### YOUR TASK
The full set of entries is to be returned word for word.

[SUPPLIED MATERIAL — start]

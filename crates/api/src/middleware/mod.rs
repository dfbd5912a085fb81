//! Authentication extractors.
//!
//! - [`auth::AuthUser`] -- Verifies the Bearer access token and its session.

pub mod auth;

[SUPPLIED MATERIAL — finish]

### COMPLETED TASK
filename crates/api/src/middleware/mod.rs
repository dfbd5912a085fb81
//! Authentication extractors.
//!
//! - [`auth::AuthUser`] -- Verifies the Bearer access token and its session.

pub mod auth;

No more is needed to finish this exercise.